┌─ EXCERPTED DATA

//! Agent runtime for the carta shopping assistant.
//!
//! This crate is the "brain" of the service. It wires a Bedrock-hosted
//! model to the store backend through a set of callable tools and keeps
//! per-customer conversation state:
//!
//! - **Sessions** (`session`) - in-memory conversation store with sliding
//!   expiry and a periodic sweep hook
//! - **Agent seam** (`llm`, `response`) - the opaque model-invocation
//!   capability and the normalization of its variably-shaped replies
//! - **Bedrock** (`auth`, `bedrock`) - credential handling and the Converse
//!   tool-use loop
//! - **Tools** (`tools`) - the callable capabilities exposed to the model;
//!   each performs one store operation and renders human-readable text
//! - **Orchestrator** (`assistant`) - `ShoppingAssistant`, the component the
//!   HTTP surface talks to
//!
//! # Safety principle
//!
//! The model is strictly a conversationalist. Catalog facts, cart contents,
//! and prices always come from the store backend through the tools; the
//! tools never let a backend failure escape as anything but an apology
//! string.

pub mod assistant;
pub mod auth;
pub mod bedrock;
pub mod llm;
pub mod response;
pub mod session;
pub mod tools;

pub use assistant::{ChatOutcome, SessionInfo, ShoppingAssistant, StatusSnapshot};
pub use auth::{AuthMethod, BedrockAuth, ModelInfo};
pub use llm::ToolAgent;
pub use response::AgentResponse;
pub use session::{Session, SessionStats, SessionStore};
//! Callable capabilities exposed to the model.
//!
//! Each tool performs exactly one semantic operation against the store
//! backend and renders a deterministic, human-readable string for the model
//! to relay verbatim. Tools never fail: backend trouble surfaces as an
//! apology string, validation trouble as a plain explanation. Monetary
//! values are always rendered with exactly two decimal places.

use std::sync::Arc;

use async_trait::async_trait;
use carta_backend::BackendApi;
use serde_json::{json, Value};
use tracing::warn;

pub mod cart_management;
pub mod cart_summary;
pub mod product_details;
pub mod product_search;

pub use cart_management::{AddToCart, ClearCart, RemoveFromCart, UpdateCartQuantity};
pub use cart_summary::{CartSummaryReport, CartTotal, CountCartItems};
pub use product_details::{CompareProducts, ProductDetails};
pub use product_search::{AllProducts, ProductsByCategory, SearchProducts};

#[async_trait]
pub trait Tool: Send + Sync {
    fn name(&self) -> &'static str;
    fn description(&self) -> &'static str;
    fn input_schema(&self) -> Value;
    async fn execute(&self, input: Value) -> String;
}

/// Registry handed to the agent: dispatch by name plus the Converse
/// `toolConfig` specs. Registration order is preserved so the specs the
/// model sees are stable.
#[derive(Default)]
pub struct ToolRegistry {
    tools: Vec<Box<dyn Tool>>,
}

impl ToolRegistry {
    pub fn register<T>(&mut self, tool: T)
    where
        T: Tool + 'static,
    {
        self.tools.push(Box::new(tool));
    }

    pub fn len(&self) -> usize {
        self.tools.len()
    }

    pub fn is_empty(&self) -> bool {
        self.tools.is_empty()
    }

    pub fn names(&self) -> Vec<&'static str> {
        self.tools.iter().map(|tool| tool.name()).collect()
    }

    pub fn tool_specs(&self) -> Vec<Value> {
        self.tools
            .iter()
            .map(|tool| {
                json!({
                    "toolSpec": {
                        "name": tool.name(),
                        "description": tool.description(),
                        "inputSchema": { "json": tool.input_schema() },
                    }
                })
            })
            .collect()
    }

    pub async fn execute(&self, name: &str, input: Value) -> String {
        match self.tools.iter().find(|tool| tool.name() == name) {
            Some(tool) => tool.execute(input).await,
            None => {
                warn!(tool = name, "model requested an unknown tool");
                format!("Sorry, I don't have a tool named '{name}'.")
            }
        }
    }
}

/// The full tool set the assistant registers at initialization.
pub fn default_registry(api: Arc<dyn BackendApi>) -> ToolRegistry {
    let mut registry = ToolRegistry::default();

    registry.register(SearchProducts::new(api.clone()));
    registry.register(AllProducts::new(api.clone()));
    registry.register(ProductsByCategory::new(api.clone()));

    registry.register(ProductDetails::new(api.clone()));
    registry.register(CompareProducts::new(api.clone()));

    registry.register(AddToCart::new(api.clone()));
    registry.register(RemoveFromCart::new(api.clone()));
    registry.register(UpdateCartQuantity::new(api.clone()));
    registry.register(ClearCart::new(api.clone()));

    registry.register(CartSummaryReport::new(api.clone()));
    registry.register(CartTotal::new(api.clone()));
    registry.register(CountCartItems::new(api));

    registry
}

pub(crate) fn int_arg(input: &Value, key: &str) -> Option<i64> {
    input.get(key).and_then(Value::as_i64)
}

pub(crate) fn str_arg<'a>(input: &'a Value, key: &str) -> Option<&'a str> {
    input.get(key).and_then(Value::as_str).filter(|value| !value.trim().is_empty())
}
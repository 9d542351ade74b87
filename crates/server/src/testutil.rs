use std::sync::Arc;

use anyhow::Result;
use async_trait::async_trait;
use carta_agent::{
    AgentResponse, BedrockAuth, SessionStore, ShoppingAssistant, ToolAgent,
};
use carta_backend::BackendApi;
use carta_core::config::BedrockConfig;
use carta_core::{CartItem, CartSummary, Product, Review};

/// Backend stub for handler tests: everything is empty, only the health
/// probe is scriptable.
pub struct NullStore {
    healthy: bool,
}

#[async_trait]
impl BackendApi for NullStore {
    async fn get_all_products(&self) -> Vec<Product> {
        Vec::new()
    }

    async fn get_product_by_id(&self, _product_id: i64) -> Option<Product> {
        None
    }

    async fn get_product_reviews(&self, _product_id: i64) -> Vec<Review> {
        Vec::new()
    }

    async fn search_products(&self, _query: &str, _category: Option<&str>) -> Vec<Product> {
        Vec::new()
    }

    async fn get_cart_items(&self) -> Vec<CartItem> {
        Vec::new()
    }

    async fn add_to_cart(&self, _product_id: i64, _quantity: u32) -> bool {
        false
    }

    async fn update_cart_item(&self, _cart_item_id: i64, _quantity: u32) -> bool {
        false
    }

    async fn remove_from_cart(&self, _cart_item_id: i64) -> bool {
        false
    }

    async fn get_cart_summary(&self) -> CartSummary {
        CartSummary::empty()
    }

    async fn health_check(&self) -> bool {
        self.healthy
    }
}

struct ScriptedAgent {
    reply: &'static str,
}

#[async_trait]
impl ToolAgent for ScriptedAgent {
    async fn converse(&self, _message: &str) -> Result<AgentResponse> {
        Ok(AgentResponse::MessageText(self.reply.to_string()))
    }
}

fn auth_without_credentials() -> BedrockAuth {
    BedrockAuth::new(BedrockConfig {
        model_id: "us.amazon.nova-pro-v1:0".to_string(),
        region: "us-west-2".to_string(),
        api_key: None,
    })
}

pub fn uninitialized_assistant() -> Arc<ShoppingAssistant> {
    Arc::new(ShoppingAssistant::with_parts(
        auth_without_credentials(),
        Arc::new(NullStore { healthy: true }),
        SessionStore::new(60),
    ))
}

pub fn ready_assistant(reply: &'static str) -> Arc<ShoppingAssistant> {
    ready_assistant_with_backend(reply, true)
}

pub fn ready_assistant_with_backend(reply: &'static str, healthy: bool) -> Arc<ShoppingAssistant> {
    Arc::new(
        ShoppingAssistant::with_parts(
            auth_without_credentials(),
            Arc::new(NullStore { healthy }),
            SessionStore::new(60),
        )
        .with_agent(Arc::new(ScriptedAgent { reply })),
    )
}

└─

_REQUIRED WORK_.
Whatever appears in the material must be set down again, word for word.

_EXPECTED ANSWER_.
//! Agent runtime for the carta shopping assistant.
//!
//! This crate is the "brain" of the service. It wires a Bedrock-hosted
//! model to the store backend through a set of callable tools and keeps
//! per-customer conversation state:
//!
//! - **Sessions** (`session`) - in-memory conversation store with sliding
//!   expiry and a periodic sweep hook
//! - **Agent seam** (`llm`, `response`) - the opaque model-invocation
//!   capability and the normalization of its variably-shaped replies
//! - **Bedrock** (`auth`, `bedrock`) - credential handling and the Converse
//!   tool-use loop
//! - **Tools** (`tools`) - the callable capabilities exposed to the model;
//!   each performs one store operation and renders human-readable text
//! - **Orchestrator** (`assistant`) - `ShoppingAssistant`, the component the
//!   HTTP surface talks to
//!
//! # Safety principle
//!
//! The model is strictly a conversationalist. Catalog facts, cart contents,
//! and prices always come from the store backend through the tools; the
//! tools never let a backend failure escape as anything but an apology
//! string.

pub mod assistant;
pub mod auth;
pub mod bedrock;
pub mod llm;
pub mod response;
pub mod session;
pub mod tools;

pub use assistant::{ChatOutcome, SessionInfo, ShoppingAssistant, StatusSnapshot};
pub use auth::{AuthMethod, BedrockAuth, ModelInfo};
pub use llm::ToolAgent;
pub use response::AgentResponse;
pub use session::{Session, SessionStats, SessionStore};
//! Callable capabilities exposed to the model.
//!
//! Each tool performs exactly one semantic operation against the store
//! backend and renders a deterministic, human-readable string for the model
//! to relay verbatim. Tools never fail: backend trouble surfaces as an
//! apology string, validation trouble as a plain explanation. Monetary
//! values are always rendered with exactly two decimal places.

use std::sync::Arc;

use async_trait::async_trait;
use carta_backend::BackendApi;
use serde_json::{json, Value};
use tracing::warn;

pub mod cart_management;
pub mod cart_summary;
pub mod product_details;
pub mod product_search;

pub use cart_management::{AddToCart, ClearCart, RemoveFromCart, UpdateCartQuantity};
pub use cart_summary::{CartSummaryReport, CartTotal, CountCartItems};
pub use product_details::{CompareProducts, ProductDetails};
pub use product_search::{AllProducts, ProductsByCategory, SearchProducts};

#[async_trait]
pub trait Tool: Send + Sync {
    fn name(&self) -> &'static str;
    fn description(&self) -> &'static str;
    fn input_schema(&self) -> Value;
    async fn execute(&self, input: Value) -> String;
}

/// Registry handed to the agent: dispatch by name plus the Converse
/// `toolConfig` specs. Registration order is preserved so the specs the
/// model sees are stable.
#[derive(Default)]
pub struct ToolRegistry {
    tools: Vec<Box<dyn Tool>>,
}

impl ToolRegistry {
    pub fn register<T>(&mut self, tool: T)
    where
        T: Tool + 'static,
    {
        self.tools.push(Box::new(tool));
    }

    pub fn len(&self) -> usize {
        self.tools.len()
    }

    pub fn is_empty(&self) -> bool {
        self.tools.is_empty()
    }

    pub fn names(&self) -> Vec<&'static str> {
        self.tools.iter().map(|tool| tool.name()).collect()
    }

    pub fn tool_specs(&self) -> Vec<Value> {
        self.tools
            .iter()
            .map(|tool| {
                json!({
                    "toolSpec": {
                        "name": tool.name(),
                        "description": tool.description(),
                        "inputSchema": { "json": tool.input_schema() },
                    }
                })
            })
            .collect()
    }

    pub async fn execute(&self, name: &str, input: Value) -> String {
        match self.tools.iter().find(|tool| tool.name() == name) {
            Some(tool) => tool.execute(input).await,
            None => {
                warn!(tool = name, "model requested an unknown tool");
                format!("Sorry, I don't have a tool named '{name}'.")
            }
        }
    }
}

/// The full tool set the assistant registers at initialization.
pub fn default_registry(api: Arc<dyn BackendApi>) -> ToolRegistry {
    let mut registry = ToolRegistry::default();

    registry.register(SearchProducts::new(api.clone()));
    registry.register(AllProducts::new(api.clone()));
    registry.register(ProductsByCategory::new(api.clone()));

    registry.register(ProductDetails::new(api.clone()));
    registry.register(CompareProducts::new(api.clone()));

    registry.register(AddToCart::new(api.clone()));
    registry.register(RemoveFromCart::new(api.clone()));
    registry.register(UpdateCartQuantity::new(api.clone()));
    registry.register(ClearCart::new(api.clone()));

    registry.register(CartSummaryReport::new(api.clone()));
    registry.register(CartTotal::new(api.clone()));
    registry.register(CountCartItems::new(api));

    registry
}

pub(crate) fn int_arg(input: &Value, key: &str) -> Option<i64> {
    input.get(key).and_then(Value::as_i64)
}

pub(crate) fn str_arg<'a>(input: &'a Value, key: &str) -> Option<&'a str> {
    input.get(key).and_then(Value::as_str).filter(|value| !value.trim().is_empty())
}
repository 9d542351ade74b87
filename crates/server/src/testutil.rs
use std::sync::Arc;

use anyhow::Result;
use async_trait::async_trait;
use carta_agent::{
    AgentResponse, BedrockAuth, SessionStore, ShoppingAssistant, ToolAgent,
};
use carta_backend::BackendApi;
use carta_core::config::BedrockConfig;
use carta_core::{CartItem, CartSummary, Product, Review};

/// Backend stub for handler tests: everything is empty, only the health
/// probe is scriptable.
pub struct NullStore {
    healthy: bool,
}

#[async_trait]
impl BackendApi for NullStore {
    async fn get_all_products(&self) -> Vec<Product> {
        Vec::new()
    }

    async fn get_product_by_id(&self, _product_id: i64) -> Option<Product> {
        None
    }

    async fn get_product_reviews(&self, _product_id: i64) -> Vec<Review> {
        Vec::new()
    }

    async fn search_products(&self, _query: &str, _category: Option<&str>) -> Vec<Product> {
        Vec::new()
    }

    async fn get_cart_items(&self) -> Vec<CartItem> {
        Vec::new()
    }

    async fn add_to_cart(&self, _product_id: i64, _quantity: u32) -> bool {
        false
    }

    async fn update_cart_item(&self, _cart_item_id: i64, _quantity: u32) -> bool {
        false
    }

    async fn remove_from_cart(&self, _cart_item_id: i64) -> bool {
        false
    }

    async fn get_cart_summary(&self) -> CartSummary {
        CartSummary::empty()
    }

    async fn health_check(&self) -> bool {
        self.healthy
    }
}

struct ScriptedAgent {
    reply: &'static str,
}

#[async_trait]
impl ToolAgent for ScriptedAgent {
    async fn converse(&self, _message: &str) -> Result<AgentResponse> {
        Ok(AgentResponse::MessageText(self.reply.to_string()))
    }
}

fn auth_without_credentials() -> BedrockAuth {
    BedrockAuth::new(BedrockConfig {
        model_id: "us.amazon.nova-pro-v1:0".to_string(),
        region: "us-west-2".to_string(),
        api_key: None,
    })
}

pub fn uninitialized_assistant() -> Arc<ShoppingAssistant> {
    Arc::new(ShoppingAssistant::with_parts(
        auth_without_credentials(),
        Arc::new(NullStore { healthy: true }),
        SessionStore::new(60),
    ))
}

pub fn ready_assistant(reply: &'static str) -> Arc<ShoppingAssistant> {
    ready_assistant_with_backend(reply, true)
}

pub fn ready_assistant_with_backend(reply: &'static str, healthy: bool) -> Arc<ShoppingAssistant> {
    Arc::new(
        ShoppingAssistant::with_parts(
            auth_without_credentials(),
            Arc::new(NullStore { healthy }),
            SessionStore::new(60),
        )
        .with_agent(Arc::new(ScriptedAgent { reply })),
    )
}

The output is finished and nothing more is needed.